Supplied records |

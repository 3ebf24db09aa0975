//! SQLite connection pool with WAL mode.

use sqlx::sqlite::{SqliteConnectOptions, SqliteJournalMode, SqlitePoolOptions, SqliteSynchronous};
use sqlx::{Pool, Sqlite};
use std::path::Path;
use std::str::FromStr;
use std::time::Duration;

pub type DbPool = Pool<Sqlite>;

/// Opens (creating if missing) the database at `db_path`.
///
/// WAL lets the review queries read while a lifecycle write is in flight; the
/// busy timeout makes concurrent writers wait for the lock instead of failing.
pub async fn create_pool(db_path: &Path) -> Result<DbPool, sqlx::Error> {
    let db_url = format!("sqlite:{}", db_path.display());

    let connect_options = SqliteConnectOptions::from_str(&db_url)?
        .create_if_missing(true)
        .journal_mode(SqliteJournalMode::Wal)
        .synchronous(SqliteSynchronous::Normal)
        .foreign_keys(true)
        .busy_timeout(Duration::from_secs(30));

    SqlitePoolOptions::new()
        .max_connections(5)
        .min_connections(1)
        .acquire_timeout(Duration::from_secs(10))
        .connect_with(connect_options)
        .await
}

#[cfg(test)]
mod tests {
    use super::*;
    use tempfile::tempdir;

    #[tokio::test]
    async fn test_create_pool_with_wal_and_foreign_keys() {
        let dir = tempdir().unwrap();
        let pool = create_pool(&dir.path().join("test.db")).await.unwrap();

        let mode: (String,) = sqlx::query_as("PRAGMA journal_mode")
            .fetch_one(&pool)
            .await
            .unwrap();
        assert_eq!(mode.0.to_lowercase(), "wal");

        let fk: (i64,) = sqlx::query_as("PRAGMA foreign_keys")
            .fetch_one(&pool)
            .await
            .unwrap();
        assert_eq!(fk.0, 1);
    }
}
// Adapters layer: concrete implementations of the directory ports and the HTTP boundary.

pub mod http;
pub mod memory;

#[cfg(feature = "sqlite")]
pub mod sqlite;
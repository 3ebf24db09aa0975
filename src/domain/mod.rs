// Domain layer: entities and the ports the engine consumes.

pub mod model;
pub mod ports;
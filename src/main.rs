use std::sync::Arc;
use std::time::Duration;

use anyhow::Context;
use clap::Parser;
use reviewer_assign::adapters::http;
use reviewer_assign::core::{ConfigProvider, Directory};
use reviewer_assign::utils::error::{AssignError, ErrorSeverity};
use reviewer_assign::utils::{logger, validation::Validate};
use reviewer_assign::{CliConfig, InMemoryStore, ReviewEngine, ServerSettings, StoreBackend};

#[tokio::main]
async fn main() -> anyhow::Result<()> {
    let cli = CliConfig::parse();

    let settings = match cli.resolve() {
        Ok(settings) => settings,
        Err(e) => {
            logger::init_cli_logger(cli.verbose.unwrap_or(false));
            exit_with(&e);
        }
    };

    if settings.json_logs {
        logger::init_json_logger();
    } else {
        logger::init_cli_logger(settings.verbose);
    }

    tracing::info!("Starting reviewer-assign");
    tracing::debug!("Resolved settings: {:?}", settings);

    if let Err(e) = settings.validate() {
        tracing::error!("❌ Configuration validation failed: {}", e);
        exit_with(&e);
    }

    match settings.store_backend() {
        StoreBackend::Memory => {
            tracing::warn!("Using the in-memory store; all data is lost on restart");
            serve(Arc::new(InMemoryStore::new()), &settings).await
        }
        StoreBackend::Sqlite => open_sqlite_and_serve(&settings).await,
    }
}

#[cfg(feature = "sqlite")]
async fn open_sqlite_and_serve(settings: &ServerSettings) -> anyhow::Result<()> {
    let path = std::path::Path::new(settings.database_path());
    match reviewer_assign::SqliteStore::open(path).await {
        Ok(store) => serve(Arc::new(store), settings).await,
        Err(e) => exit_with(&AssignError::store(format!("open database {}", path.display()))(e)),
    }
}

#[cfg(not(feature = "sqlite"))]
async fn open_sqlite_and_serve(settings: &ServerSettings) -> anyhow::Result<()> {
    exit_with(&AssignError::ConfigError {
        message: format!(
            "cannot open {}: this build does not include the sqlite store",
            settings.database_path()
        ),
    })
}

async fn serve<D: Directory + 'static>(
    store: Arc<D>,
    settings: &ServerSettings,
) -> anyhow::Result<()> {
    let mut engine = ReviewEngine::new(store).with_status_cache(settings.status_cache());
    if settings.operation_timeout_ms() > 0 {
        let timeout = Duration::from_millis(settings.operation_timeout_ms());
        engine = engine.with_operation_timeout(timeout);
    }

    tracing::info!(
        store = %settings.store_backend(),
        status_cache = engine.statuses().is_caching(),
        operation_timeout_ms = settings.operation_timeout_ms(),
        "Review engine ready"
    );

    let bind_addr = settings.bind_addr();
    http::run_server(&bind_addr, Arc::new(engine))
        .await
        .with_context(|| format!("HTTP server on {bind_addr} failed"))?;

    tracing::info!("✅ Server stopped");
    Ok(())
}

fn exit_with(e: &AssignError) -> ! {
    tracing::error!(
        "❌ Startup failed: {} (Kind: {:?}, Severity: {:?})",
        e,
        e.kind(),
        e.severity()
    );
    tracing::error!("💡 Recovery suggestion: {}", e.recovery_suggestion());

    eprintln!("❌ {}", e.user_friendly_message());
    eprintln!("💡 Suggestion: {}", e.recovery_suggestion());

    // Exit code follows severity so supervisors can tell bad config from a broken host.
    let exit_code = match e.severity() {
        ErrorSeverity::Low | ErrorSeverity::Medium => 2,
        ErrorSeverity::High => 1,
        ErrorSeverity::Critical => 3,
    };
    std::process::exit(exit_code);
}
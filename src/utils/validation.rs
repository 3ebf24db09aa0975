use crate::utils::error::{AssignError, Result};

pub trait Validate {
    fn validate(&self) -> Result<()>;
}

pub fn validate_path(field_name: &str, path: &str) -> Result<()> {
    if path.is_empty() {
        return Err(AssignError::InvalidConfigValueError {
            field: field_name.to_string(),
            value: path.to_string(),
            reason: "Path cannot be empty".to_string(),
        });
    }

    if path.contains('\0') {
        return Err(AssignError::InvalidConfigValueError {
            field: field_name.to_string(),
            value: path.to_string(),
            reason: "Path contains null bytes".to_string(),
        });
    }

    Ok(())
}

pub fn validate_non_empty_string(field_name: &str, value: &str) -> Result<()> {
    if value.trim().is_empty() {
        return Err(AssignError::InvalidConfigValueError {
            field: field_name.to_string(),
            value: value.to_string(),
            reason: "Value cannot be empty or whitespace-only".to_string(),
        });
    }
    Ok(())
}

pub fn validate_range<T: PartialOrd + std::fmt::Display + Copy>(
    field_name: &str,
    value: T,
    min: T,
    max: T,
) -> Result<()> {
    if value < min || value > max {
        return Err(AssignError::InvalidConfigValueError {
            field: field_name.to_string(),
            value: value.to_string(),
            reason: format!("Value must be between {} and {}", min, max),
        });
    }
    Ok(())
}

Task prompt | Reproduce exactly, and only, the lines from the start of the entries through the one that contains "#[tokio::test]".

Result |
repository 3ebf24db09aa0975
//! SQLite connection pool with WAL mode.

use sqlx::sqlite::{SqliteConnectOptions, SqliteJournalMode, SqlitePoolOptions, SqliteSynchronous};
use sqlx::{Pool, Sqlite};
use std::path::Path;
use std::str::FromStr;
use std::time::Duration;

pub type DbPool = Pool<Sqlite>;

/// Opens (creating if missing) the database at `db_path`.
///
/// WAL lets the review queries read while a lifecycle write is in flight; the
/// busy timeout makes concurrent writers wait for the lock instead of failing.
pub async fn create_pool(db_path: &Path) -> Result<DbPool, sqlx::Error> {
    let db_url = format!("sqlite:{}", db_path.display());

    let connect_options = SqliteConnectOptions::from_str(&db_url)?
        .create_if_missing(true)
        .journal_mode(SqliteJournalMode::Wal)
        .synchronous(SqliteSynchronous::Normal)
        .foreign_keys(true)
        .busy_timeout(Duration::from_secs(30));

    SqlitePoolOptions::new()
        .max_connections(5)
        .min_connections(1)
        .acquire_timeout(Duration::from_secs(10))
        .connect_with(connect_options)
        .await
}

#[cfg(test)]
mod tests {
    use super::*;
    use tempfile::tempdir;

    #[tokio::test]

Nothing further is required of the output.